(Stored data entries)
----------

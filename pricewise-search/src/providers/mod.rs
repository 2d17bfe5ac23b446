//! Concrete [`crate::Provider`] implementations.
//!
//! | Provider | Source | Fallback |
//! |----------|--------|----------|
//! | [`TavilyProvider`] | Tavily JSON search API | reference catalog |
//! | [`DuckDuckGoProvider`] | DuckDuckGo HTML endpoint | reference catalog |
//! | [`LocalIndexProvider`] | in-process vector index | keyword match over the index |
//! | [`CatalogProvider`] | static catalog | the same catalog |

pub mod catalog;
pub mod duckduckgo;
pub mod local_index;
pub mod tavily;

pub use catalog::CatalogProvider;
pub use duckduckgo::{DuckDuckGoConfig, DuckDuckGoProvider};
pub use local_index::{LocalIndexConfig, LocalIndexProvider};
pub use tavily::{TavilyConfig, TavilyProvider};

use crate::catalog::{self as reference, CatalogEntry};
use crate::types::{Query, RawRecord};

/// Markers that may precede a price in free text.
const PRICE_MARKERS: &[&str] = &["₹", "Rs.", "Rs", "INR", "$", "€", "£"];

/// Find the first price written as `marker + number` in `text`, e.g. `"₹1,299"`.
pub fn mine_price(text: &str) -> Option<String> {
    let mut best: Option<(usize, String)> = None;
    for marker in PRICE_MARKERS {
        for (start, _) in text.match_indices(marker) {
            if best.as_ref().is_some_and(|(pos, _)| *pos <= start) {
                break;
            }
            let rest = text[start + marker.len()..].trim_start();
            let number: String = rest
                .chars()
                .take_while(|c| c.is_ascii_digit() || *c == ',' || *c == '.')
                .collect();
            let number = number.trim_end_matches(['.', ',']);
            if number.chars().any(|c| c.is_ascii_digit()) {
                best = Some((start, format!("{marker}{number}")));
                break;
            }
        }
    }
    best.map(|(_, price)| price)
}

/// Find a delivery estimate such as `"delivery in 10 mins"` in `text`.
pub fn mine_delivery(text: &str) -> Option<String> {
    let lower = text.to_lowercase();
    let at = lower.find("deliver")?;
    let tail = &lower[at..];
    let start = tail.find(|c: char| c.is_ascii_digit())?;
    let phrase: String = tail[start..].chars().take(16).collect();
    let mut words = phrase.split_whitespace();
    let number = words.next()?;
    match words.next() {
        Some(unit) if number.chars().all(|c| c.is_ascii_digit()) => {
            let unit: String = unit.chars().take_while(char::is_ascii_alphabetic).collect();
            Some(format!("{number} {unit}"))
        }
        _ => {
            let split = number.find(|c: char| !c.is_ascii_digit())?;
            Some(format!("{} {}", &number[..split], &number[split..]))
        }
    }
}

/// Reference-catalog records for `query`, used as the remote providers' fallback.
fn catalog_fallback(entries: &[CatalogEntry], query: &Query, limit: usize) -> Vec<RawRecord> {
    reference::find(entries, query)
        .into_iter()
        .take(limit)
        .map(CatalogEntry::to_record)
        .collect()
}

----------

**Goal of the exercise:**
Find the lines above that contain the string "tail" and answer with how many there are, nothing else.

**Output of the task:**
3